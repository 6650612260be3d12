mod args;
mod commands;
mod pipeline;
mod shared;

use anyhow::Result;
use clap::Parser;
use tracing_subscriber::EnvFilter;

use args::{AppCommand, Cli};
use commands::{run_collect, run_replay};

// Top-level entrypoint: parse CLI args, set up logging, and dispatch to a command module.
fn main() -> Result<()> {
    let cli = Cli::parse();
    init_logging(cli.command.debug());
    match cli.command {
        AppCommand::Collect(args) => run_collect(args),
        AppCommand::Replay(args) => run_replay(args),
    }
}

// Logs go to stderr so stdout carries only event records. RUST_LOG wins over --debug.
fn init_logging(debug: bool) {
    let default_level = if debug { "debug" } else { "info" };
    tracing_subscriber::fmt()
        .with_writer(std::io::stderr)
        .with_env_filter(
            EnvFilter::try_from_default_env().unwrap_or_else(|_| EnvFilter::new(default_level)),
        )
        .init();
}
use crate::args::OverflowPolicy;
use crate::pipeline::error::PipelineError;
use crate::pipeline::event::RawEvent;
use crate::shared::signal::CancelToken;
use crossbeam_channel::{Receiver, SendTimeoutError, Sender, TrySendError, select};
use std::sync::Arc;
use std::sync::atomic::{AtomicU64, AtomicUsize, Ordering};
use std::thread;
use std::time::{Duration, Instant};
use tracing::warn;

const BLOCK_RETRY: Duration = Duration::from_millis(100);
const DRAIN_POLL: Duration = Duration::from_millis(10);

// FIFO hand-off between the modem reader (single producer) and the worker (single consumer).
// `capacity == None` gives an unbounded queue; otherwise `policy` decides what happens when full.
pub fn event_queue(capacity: Option<usize>, policy: OverflowPolicy) -> (EventSender, EventReceiver) {
    let (tx, rx) = match capacity {
        Some(cap) => crossbeam_channel::bounded(cap.max(1)),
        None => crossbeam_channel::unbounded(),
    };
    let stats = Arc::new(QueueStats::default());
    let evict = match (capacity, policy) {
        (Some(_), OverflowPolicy::DropOldest) => Some(rx.clone()),
        _ => None,
    };
    let sender = EventSender {
        tx,
        evict,
        policy,
        stats: Arc::clone(&stats),
    };
    let receiver = EventReceiver { rx, stats };
    (sender, receiver)
}

#[derive(Debug, Default)]
pub struct QueueStats {
    in_flight: AtomicUsize,
    dropped: AtomicU64,
}

impl QueueStats {
    // Events queued or being processed but not yet acknowledged.
    pub fn in_flight(&self) -> usize {
        self.in_flight.load(Ordering::SeqCst)
    }

    pub fn dropped(&self) -> u64 {
        self.dropped.load(Ordering::SeqCst)
    }

    fn release(&self) {
        self.in_flight.fetch_sub(1, Ordering::SeqCst);
    }

    fn record_drop(&self) -> u64 {
        self.dropped.fetch_add(1, Ordering::SeqCst) + 1
    }
}

#[derive(Debug, Clone, Copy, PartialEq, Eq)]
pub enum PushOutcome {
    Queued,
    Dropped,
}

pub enum Dequeue {
    Event(RawEvent),
    Cancelled,
    Closed,
}

pub struct EventSender {
    tx: Sender<RawEvent>,
    // Receiver clone used only to evict the oldest entry under DropOldest.
    // While it exists the producer never observes the consumer going away.
    evict: Option<Receiver<RawEvent>>,
    policy: OverflowPolicy,
    stats: Arc<QueueStats>,
}

impl EventSender {
    pub fn push(&self, event: RawEvent, cancel: &CancelToken) -> Result<PushOutcome, PipelineError> {
        // Count before sending so the consumer's ack can never run ahead of it.
        self.stats.in_flight.fetch_add(1, Ordering::SeqCst);
        let outcome = self.push_inner(event, cancel);
        if !matches!(outcome, Ok(PushOutcome::Queued)) {
            self.stats.release();
        }
        if matches!(outcome, Ok(PushOutcome::Dropped)) {
            let total = self.stats.record_drop();
            warn!(policy = ?self.policy, dropped_total = total, "event queue full; dropped incoming event");
        }
        outcome
    }

    fn push_inner(&self, mut event: RawEvent, cancel: &CancelToken) -> Result<PushOutcome, PipelineError> {
        loop {
            match self.tx.try_send(event) {
                Ok(()) => return Ok(PushOutcome::Queued),
                Err(TrySendError::Disconnected(_)) => return Err(PipelineError::QueueClosed),
                Err(TrySendError::Full(rejected)) => event = rejected,
            }

            match self.policy {
                OverflowPolicy::DropNewest => return Ok(PushOutcome::Dropped),
                OverflowPolicy::DropOldest => {
                    if self
                        .evict
                        .as_ref()
                        .is_some_and(|evict| evict.try_recv().is_ok())
                    {
                        self.stats.release();
                        let total = self.stats.record_drop();
                        warn!(dropped_total = total, "event queue full; evicted oldest event");
                    }
                }
                OverflowPolicy::Block => loop {
                    match self.tx.send_timeout(event, BLOCK_RETRY) {
                        Ok(()) => return Ok(PushOutcome::Queued),
                        Err(SendTimeoutError::Disconnected(_)) => {
                            return Err(PipelineError::QueueClosed);
                        }
                        Err(SendTimeoutError::Timeout(rejected)) => {
                            if cancel.is_cancelled() {
                                return Ok(PushOutcome::Dropped);
                            }
                            event = rejected;
                        }
                    }
                },
            }
        }
    }
}

pub struct EventReceiver {
    rx: Receiver<RawEvent>,
    stats: Arc<QueueStats>,
}

impl EventReceiver {
    // Block until an event arrives, the token is cancelled, or every sender is gone.
    pub fn recv(&self, cancel: &CancelToken) -> Dequeue {
        if cancel.is_cancelled() {
            return Dequeue::Cancelled;
        }
        select! {
            recv(self.rx) -> msg => match msg {
                Ok(event) => Dequeue::Event(event),
                Err(_) => Dequeue::Closed,
            },
            recv(cancel.signal()) -> _ => Dequeue::Cancelled,
        }
    }

    // Mark one dequeued event as fully processed.
    pub fn ack(&self) {
        self.stats.release();
    }

    pub fn stats(&self) -> Arc<QueueStats> {
        Arc::clone(&self.stats)
    }
}

// Wait until every queued event has been acknowledged; false on timeout.
pub fn wait_drained(stats: &QueueStats, timeout: Duration) -> bool {
    let deadline = Instant::now() + timeout;
    while stats.in_flight() > 0 {
        if Instant::now() >= deadline {
            return false;
        }
        thread::sleep(DRAIN_POLL);
    }
    true
}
#####
▶ [PROBLEM TO SOLVE]:
Gather up every line from the listing above in which the word "processed" occurs.

▶ [EXERCISE RESPONSE]:
    // Events queued or being processed but not yet acknowledged.
    // Mark one dequeued event as fully processed.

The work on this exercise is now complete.